THE PRICE > THE VALUE PERCEIVED BY THE CLIENT
In this situation, your position is not a great deal better than the previous one. You are still one of the many who talks price and only price; and in the world of Cables as you well know, you are playing the game they all want to play… that of getting the price down and buying at the best possible price regardless of quality! Negotiations, however, are always at a low level, never looking for opportunities for collaboration or for the development either of collaboration itself but above all of the products.
In this situation, i.e. with a price that is higher than the perceived value, don’t expect your customers to beat a path to your door. There’s not even any discussion about why one product is technically or qualitatively better than another … Absurd! NUR PREISE! as my German friends would say!
I hate always giving examples from the CABLE sector but I can’t think of anything else; when a customer asks for a polyethylene cable and you’re there to explain why this compound should be avoided when compared with a CROSS-LINKED POLYETHYLENE cable, but the end customer doesn’t seem to understand the difference, or you are not able to make him understand… Hmm! He is certainly not going to pay you a penny more for the enormous added value that you are describing to him; for him, but not for you, the price is higher than the value and so there’s nothing for it but to move on! pack up! and go home!
THE VALUE PERCEIVED BY THE CLIENT > THE PRODUCT PRICE
In this situation, matters are altogether different. It brings to mind the late 1990s when I was living in London, and Saturday afternoons when I would go shopping. When I went out of the supermarket with my ASDA shoppers I felt down, as though I was just one of the masses, whereas when I went to Knightsbridge to Harrods or to Waitrose on Sloane Street I felt completely different and even the food looked better despite the fact that the suppliers (although not all of them) were the same.

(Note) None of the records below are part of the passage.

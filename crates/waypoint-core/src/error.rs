//! Error types module
//!
//! All request-level failures are unified under the `AppError` enum. Each
//! variant describes its own HTTP presentation through `ErrorMetadata`.
//!
//! The `Database` variant wraps `sqlx::Error` when the `sqlx` feature is enabled.

use std::io;

#[cfg(feature = "sqlx")]
use sqlx::Error as SqlxError;

/// Log level for error reporting
#[derive(Debug, Clone, Copy, PartialEq, Eq)]
pub enum LogLevel {
    /// Debug level - for expected errors like validation failures
    Debug,
    /// Warning level - for upstream or recoverable issues
    Warn,
    /// Error level - for unexpected failures
    Error,
}

/// Metadata for error responses - defines how an error should be presented
pub trait ErrorMetadata {
    /// HTTP status code to return
    fn http_status_code(&self) -> u16;

    /// Machine-readable error code (e.g., "DATABASE_ERROR")
    fn error_code(&self) -> &'static str;

    /// Whether this error is recoverable (can be retried)
    fn is_recoverable(&self) -> bool;

    /// Suggested action for the client
    fn suggested_action(&self) -> Option<&'static str>;

    /// Client-facing message (may differ from internal error message)
    fn client_message(&self) -> String;

    /// Whether details should be hidden in production
    fn is_sensitive(&self) -> bool;

    /// Log level for this error
    fn log_level(&self) -> LogLevel;
}

#[derive(Debug, thiserror::Error)]
pub enum AppError {
    #[cfg(feature = "sqlx")]
    #[error("Database error: {0}")]
    Database(#[source] SqlxError),

    #[cfg(not(feature = "sqlx"))]
    #[error("Database error: {0}")]
    Database(String),

    #[error("Storage error: {0}")]
    Storage(String),

    #[error("Not found: {0}")]
    NotFound(String),

    #[error("Invalid input: {0}")]
    InvalidInput(String),

    #[error("Blocked target: {0}")]
    BlockedTarget(String),

    #[error("Upstream returned {0}")]
    UpstreamNotFound(String),

    #[error("Upstream request failed: {0}")]
    UpstreamFailure(String),

    #[error("Not an image: {0}")]
    NotAnImage(String),

    #[error("Payload too large: {0}")]
    PayloadTooLarge(String),

    #[error("Unauthorized: {0}")]
    Unauthorized(String),

    #[error("Configuration error: {0}")]
    Configuration(String),

    #[error("Internal error: {0}")]
    Internal(String),

    #[error("Internal error with source")]
    InternalWithSource {
        message: String,
        #[source]
        source: anyhow::Error,
    },
}

#[cfg(feature = "sqlx")]
impl From<SqlxError> for AppError {
    fn from(err: SqlxError) -> Self {
        AppError::Database(err)
    }
}

impl From<anyhow::Error> for AppError {
    fn from(err: anyhow::Error) -> Self {
        AppError::InternalWithSource {
            message: err.to_string(),
            source: err,
        }
    }
}

impl From<io::Error> for AppError {
    fn from(err: io::Error) -> Self {
        AppError::Internal(format!("IO error: {}", err))
    }
}

impl From<serde_json::Error> for AppError {
    fn from(err: serde_json::Error) -> Self {
        AppError::InvalidInput(format!("JSON parsing error: {}", err))
    }
}

impl From<uuid::Error> for AppError {
    fn from(err: uuid::Error) -> Self {
        AppError::InvalidInput(format!("UUID parsing error: {}", err))
    }
}

/// Static metadata for each variant: (http_status, error_code, recoverable, suggested_action, sensitive, log_level).
fn app_error_static_metadata(
    err: &AppError,
) -> (
    u16,
    &'static str,
    bool,
    Option<&'static str>,
    bool,
    LogLevel,
) {
    match err {
        AppError::Database(_) => (
            500,
            "DATABASE_ERROR",
            true,
            Some("Retry after a short delay"),
            true,
            LogLevel::Error,
        ),
        AppError::Storage(_) => (
            500,
            "STORAGE_ERROR",
            true,
            Some("Retry after a short delay"),
            true,
            LogLevel::Error,
        ),
        AppError::NotFound(_) => (
            404,
            "NOT_FOUND",
            false,
            Some("Verify the resource path"),
            false,
            LogLevel::Debug,
        ),
        AppError::InvalidInput(_) => (
            400,
            "INVALID_INPUT",
            false,
            Some("Check request parameters and try again"),
            false,
            LogLevel::Debug,
        ),
        AppError::BlockedTarget(_) => (
            400,
            "BLOCKED_TARGET",
            false,
            Some("Use a publicly reachable http(s) URL"),
            false,
            LogLevel::Debug,
        ),
        AppError::UpstreamNotFound(_) => (
            404,
            "UPSTREAM_NOT_FOUND",
            false,
            Some("Verify the remote resource exists"),
            false,
            LogLevel::Debug,
        ),
        AppError::UpstreamFailure(_) => (
            500,
            "UPSTREAM_ERROR",
            true,
            Some("Retry after a short delay"),
            false,
            LogLevel::Warn,
        ),
        AppError::NotAnImage(_) => (
            415,
            "NOT_AN_IMAGE",
            false,
            Some("Link directly to an image file"),
            false,
            LogLevel::Debug,
        ),
        AppError::PayloadTooLarge(_) => (
            413,
            "PAYLOAD_TOO_LARGE",
            false,
            Some("Use a smaller image"),
            false,
            LogLevel::Debug,
        ),
        AppError::Unauthorized(_) => (
            401,
            "UNAUTHORIZED",
            false,
            Some("Check the backfill token"),
            false,
            LogLevel::Debug,
        ),
        AppError::Configuration(_) => (
            500,
            "CONFIGURATION_ERROR",
            false,
            Some("Contact the operator of this service"),
            true,
            LogLevel::Error,
        ),
        AppError::Internal(_) | AppError::InternalWithSource { .. } => (
            500,
            "INTERNAL_ERROR",
            true,
            Some("Retry after a short delay"),
            true,
            LogLevel::Error,
        ),
    }
}

impl AppError {
    /// Variant name, used as the `error_type` field of error responses.
    pub fn error_type(&self) -> &'static str {
        match self {
            AppError::Database(_) => "Database",
            AppError::Storage(_) => "Storage",
            AppError::NotFound(_) => "NotFound",
            AppError::InvalidInput(_) => "InvalidInput",
            AppError::BlockedTarget(_) => "BlockedTarget",
            AppError::UpstreamNotFound(_) => "UpstreamNotFound",
            AppError::UpstreamFailure(_) => "UpstreamFailure",
            AppError::NotAnImage(_) => "NotAnImage",
            AppError::PayloadTooLarge(_) => "PayloadTooLarge",
            AppError::Unauthorized(_) => "Unauthorized",
            AppError::Configuration(_) => "Configuration",
            AppError::Internal(_) => "Internal",
            AppError::InternalWithSource { .. } => "InternalWithSource",
        }
    }

    /// Get detailed error information including error chain
    pub fn detailed_message(&self) -> String {
        use std::error::Error;

        let mut details = self.to_string();

        let mut source = self.source();
        let mut depth = 0;
        while let Some(err) = source {
            depth += 1;
            if depth > 5 {
                details.push_str("\n  ... (truncated)");
                break;
            }
            details.push_str(&format!("\n  Caused by: {}", err));
            source = err.source();
        }

        details
    }
}

impl ErrorMetadata for AppError {
    fn http_status_code(&self) -> u16 {
        app_error_static_metadata(self).0
    }

    fn error_code(&self) -> &'static str {
        app_error_static_metadata(self).1
    }

    fn is_recoverable(&self) -> bool {
        app_error_static_metadata(self).2
    }

    fn suggested_action(&self) -> Option<&'static str> {
        app_error_static_metadata(self).3
    }

    fn is_sensitive(&self) -> bool {
        app_error_static_metadata(self).4
    }

    fn log_level(&self) -> LogLevel {
        app_error_static_metadata(self).5
    }

    fn client_message(&self) -> String {
        match self {
            AppError::Database(_) => "Failed to access database".to_string(),
            AppError::Storage(_) => "Failed to access storage".to_string(),
            AppError::NotFound(ref msg) => format!("{} not found", msg),
            AppError::InvalidInput(ref msg) => msg.clone(),
            AppError::BlockedTarget(ref msg) => msg.clone(),
            AppError::UpstreamNotFound(ref msg) => format!("Upstream returned {}", msg),
            AppError::UpstreamFailure(ref msg) => msg.clone(),
            AppError::NotAnImage(ref msg) => msg.clone(),
            AppError::PayloadTooLarge(ref msg) => msg.clone(),
            AppError::Unauthorized(ref msg) => msg.clone(),
            AppError::Configuration(_) => "Server is not configured for this operation".to_string(),
            AppError::Internal(_) => "Internal server error".to_string(),
            AppError::InternalWithSource { .. } => "Internal server error".to_string(),
        }
    }
}
//! Test helpers: build AppState and router for integration tests.
//!
//! Run from workspace root: `cargo test -p waypoint-api`. Upstream fetching is
//! replaced by `StubFetcher` and the database by `InMemoryVoteOptionStore`, so
//! no network or Postgres is needed.

pub mod fetcher;
pub mod store;

use axum_test::TestServer;
use std::sync::Arc;
use tempfile::TempDir;
use waypoint_api::setup::routes;
use waypoint_api::state::{AppState, DbState, IngestState, SecurityConfig};
use waypoint_core::constants::{
    DEFAULT_FETCH_TIMEOUT_SECS, DEFAULT_IMAGE_MAX_BYTES, DEFAULT_LINK_PREVIEW_MAX_BYTES,
};
use waypoint_core::{BaseConfig, Config, ServiceConfig, StorageBackend};
use waypoint_storage::{LocalStorage, Storage};

pub use fetcher::StubFetcher;
pub use store::InMemoryVoteOptionStore;

/// Public base URL of the test storage
pub const STORAGE_BASE_URL: &str = "https://media.test.example/storage";

pub const BACKFILL_TOKEN: &str = "test-backfill-token-0123456789";

/// Test application: server plus owned resources.
pub struct TestApp {
    pub server: TestServer,
    pub fetcher: Arc<StubFetcher>,
    pub store: Arc<InMemoryVoteOptionStore>,
    pub _temp_dir: TempDir,
}

impl TestApp {
    pub fn client(&self) -> &TestServer {
        &self.server
    }

    pub fn storage_path(&self) -> &std::path::Path {
        self._temp_dir.path()
    }
}

/// Knobs for building a test application
pub struct TestOptions {
    pub backfill_token: Option<String>,
    pub with_storage: bool,
    pub with_database: bool,
    pub store: InMemoryVoteOptionStore,
}

impl Default for TestOptions {
    fn default() -> Self {
        Self {
            backfill_token: Some(BACKFILL_TOKEN.to_string()),
            with_storage: true,
            with_database: true,
            store: InMemoryVoteOptionStore::default(),
        }
    }
}

pub fn test_config(backfill_token: Option<String>) -> Config {
    Config(Box::new(ServiceConfig {
        base: BaseConfig {
            server_port: 0,
            cors_origins: vec!["*".to_string()],
            db_max_connections: 5,
            db_timeout_seconds: 5,
            request_timeout_secs: 30,
            max_concurrent_requests: 64,
            environment: "test".to_string(),
        },
        database_url: None,
        run_migrations: false,
        storage_backend: Some(StorageBackend::Local),
        s3_bucket: None,
        s3_region: None,
        s3_endpoint: None,
        storage_access_key_id: None,
        storage_secret_access_key: None,
        storage_public_base_url: None,
        local_storage_path: None,
        local_storage_base_url: Some(STORAGE_BASE_URL.to_string()),
        image_max_bytes: DEFAULT_IMAGE_MAX_BYTES,
        image_fetch_timeout_secs: DEFAULT_FETCH_TIMEOUT_SECS,
        link_preview_max_bytes: DEFAULT_LINK_PREVIEW_MAX_BYTES,
        ssrf_guard_resolved_addrs: true,
        backfill_token,
    }))
}

pub async fn setup_test_app() -> TestApp {
    setup_test_app_with(TestOptions::default()).await
}

pub async fn setup_test_app_with(options: TestOptions) -> TestApp {
    let temp_dir = TempDir::new().expect("Failed to create temp dir");
    let config = test_config(options.backfill_token.clone());

    let storage: Option<Arc<dyn Storage>> = if options.with_storage {
        let local = LocalStorage::new(temp_dir.path(), Some(STORAGE_BASE_URL.to_string()))
            .await
            .expect("Failed to create local storage");
        Some(Arc::new(local))
    } else {
        None
    };

    let fetcher = Arc::new(StubFetcher::default());
    let store = Arc::new(options.store);

    let state = Arc::new(AppState {
        ingest: IngestState {
            fetcher: fetcher.clone(),
            storage,
        },
        db: DbState {
            vote_options: if options.with_database {
                Some(store.clone())
            } else {
                None
            },
        },
        security: SecurityConfig {
            backfill_token: options.backfill_token,
        },
    });

    let app = routes::setup_routes(&config, state).expect("Failed to setup routes");
    let server = TestServer::new(app.into_make_service()).expect("Failed to create test server");

    TestApp {
        server,
        fetcher,
        store,
        _temp_dir: temp_dir,
    }
}
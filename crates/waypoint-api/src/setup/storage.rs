//! Storage setup and initialization

use std::sync::Arc;
use waypoint_core::Config;
use waypoint_storage::{create_storage, Storage};

/// Build the configured storage backend, or `None` when it is not usable.
pub async fn setup_storage(config: &Config) -> Option<Arc<dyn Storage>> {
    tracing::info!("Initializing storage...");
    match create_storage(config).await {
        Ok(storage) => {
            tracing::info!(
                backend = %storage.backend_type(),
                public_base_url = ?storage.public_base_url(),
                "Storage initialized successfully"
            );
            Some(storage)
        }
        Err(e) => {
            tracing::warn!(error = %e, "Storage not configured, re-hosting disabled");
            None
        }
    }
}
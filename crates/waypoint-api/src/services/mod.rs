//! Ingestion services used by the HTTP handlers

pub mod backfill;
pub mod fetcher;
pub mod link_preview;
pub mod rehost;

pub use backfill::BackfillService;
pub use fetcher::{FetchError, FetcherSettings, HttpImageFetcher, ImageFetcher};
pub use link_preview::extract_link_preview;
pub use rehost::{is_stable_url, CacheOutcome, ImageRehoster, RehostError};
use axum::http::{header, HeaderValue};
use axum::{
    extract::{Request, State},
    middleware::Next,
    response::Response,
};
use std::sync::Arc;

/// Security headers configuration
#[derive(Clone)]
pub struct SecurityHeadersConfig {
    pub is_production: bool,
}

impl SecurityHeadersConfig {
    pub fn new(is_production: bool) -> Self {
        Self { is_production }
    }
}

/// Security headers middleware
///
/// Adds security headers to all HTTP responses. A `Cache-Control` chosen by
/// the handler is kept; responses without one get `no-store`.
pub async fn security_headers_middleware(
    State(config): State<Arc<SecurityHeadersConfig>>,
    request: Request,
    next: Next,
) -> Response {
    let mut response = next.run(request).await;

    let headers = response.headers_mut();

    headers.insert(
        header::X_CONTENT_TYPE_OPTIONS,
        HeaderValue::from_static("nosniff"),
    );
    headers.insert(header::X_FRAME_OPTIONS, HeaderValue::from_static("DENY"));
    headers.insert(
        header::REFERRER_POLICY,
        HeaderValue::from_static("strict-origin-when-cross-origin"),
    );

    // HSTS only in production, where the service sits behind TLS
    if config.is_production {
        headers.insert(
            header::STRICT_TRANSPORT_SECURITY,
            HeaderValue::from_static("max-age=31536000; includeSubDomains"),
        );
    }

    if !headers.contains_key(header::CACHE_CONTROL) {
        headers.insert(header::CACHE_CONTROL, HeaderValue::from_static("no-store"));
    }

    response
}
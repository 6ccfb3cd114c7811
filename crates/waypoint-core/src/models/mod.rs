//! Data models for the application
//!
//! Request and response shapes of the HTTP API and the database rows the
//! backfill reads and writes.

mod backfill;
mod image;
mod link_preview;
mod vote_option;

// Re-export all models for convenient imports
pub use backfill::*;
pub use image::*;
pub use link_preview::*;
pub use vote_option::*;
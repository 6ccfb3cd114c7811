use crate::error::HttpAppError;
use crate::state::IngestState;
use axum::{
    body::Body,
    extract::{Path, State},
    http::{header, StatusCode},
    response::{IntoResponse, Response},
};
use waypoint_core::constants::STORED_OBJECT_CACHE_CONTROL;
use waypoint_core::AppError;
use waypoint_storage::keys::content_type_for_key;

/// Serve a re-hosted object from the local storage backend.
#[tracing::instrument(skip(ingest), fields(operation = "stored_object"))]
pub async fn stored_object(
    State(ingest): State<IngestState>,
    Path(key): Path<String>,
) -> Result<Response, HttpAppError> {
    let storage = ingest
        .storage
        .ok_or_else(|| AppError::Configuration("storage backend not configured".to_string()))?;

    let stream = storage.download_stream(&key).await?;

    Ok((
        StatusCode::OK,
        [
            (header::CONTENT_TYPE, content_type_for_key(&key)),
            (header::CACHE_CONTROL, STORED_OBJECT_CACHE_CONTROL),
        ],
        Body::from_stream(stream),
    )
        .into_response())
}
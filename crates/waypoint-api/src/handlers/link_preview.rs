use crate::error::{ErrorResponse, HttpAppError};
use crate::handlers::required_url;
use crate::services::extract_link_preview;
use crate::state::IngestState;
use crate::utils::{validate_image_url, UrlRejection};
use axum::{
    extract::{Query, State},
    http::{header, StatusCode},
    response::{IntoResponse, Response},
    Json,
};
use waypoint_core::constants::{LINK_PREVIEW_CACHE_CONTROL, NO_STORE};
use waypoint_core::models::{ExternalUrlQuery, LinkPreviewResponse};

/// Title, description, image and site name of a web page
#[utoipa::path(
    get,
    path = "/api/link-preview",
    tag = "links",
    params(ExternalUrlQuery),
    responses(
        (status = 200, description = "Extracted metadata, or `{url, error}` when the page could not be read", body = LinkPreviewResponse),
        (status = 400, description = "Missing or malformed url", body = ErrorResponse)
    )
)]
#[tracing::instrument(skip(ingest, query), fields(url = ?query.url, operation = "link_preview"))]
pub async fn link_preview(
    State(ingest): State<IngestState>,
    Query(query): Query<ExternalUrlQuery>,
) -> Result<Response, HttpAppError> {
    let raw = required_url(query.url.as_deref())?;

    let url = match validate_image_url(raw) {
        Ok(url) => url,
        Err(rejection @ UrlRejection::Malformed(_)) => return Err(rejection.into()),
        Err(blocked) => return Ok(failed(raw, blocked.to_string())),
    };

    match ingest.fetcher.fetch_html(&url).await {
        Ok(page) => {
            let mut preview = extract_link_preview(&page.html, &page.final_url);
            preview.url = raw.to_string();
            Ok((
                StatusCode::OK,
                [(header::CACHE_CONTROL, LINK_PREVIEW_CACHE_CONTROL)],
                Json(LinkPreviewResponse::Preview(preview)),
            )
                .into_response())
        }
        Err(e) => {
            tracing::debug!(url = %raw, error = %e, "Link preview fetch failed");
            Ok(failed(raw, e.to_string()))
        }
    }
}

fn failed(url: &str, error: String) -> Response {
    (
        StatusCode::OK,
        [(header::CACHE_CONTROL, NO_STORE)],
        Json(LinkPreviewResponse::Failed {
            url: url.to_string(),
            error,
        }),
    )
        .into_response()
}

So coming back to our industry, it is not true to say that it is simply the CABLE or the CABLES that have a better-perceived value, because the same could also be true of your company through the BREADTH of the RANGE OFFERED or EVEN ITS DEPTH, something we’ll talk about for sure in the future. Creating VALUE is what you ABSOLUTELY need to concentrate on, because it’s the only way you can establish the credibility of your products, your business, and your backers, and beat off the threats from your competitors in the strictest sense and from your detractors in the broadest sense. And even today, as has been the case for a number of years, many brands across all sectors from Fashion to Automotive even FMCG have created incredible value relative to the cost of the actual product! So why can’t this or shouldn’t this happen in our sector? In fact, it is already happening, and METACABLES is an example!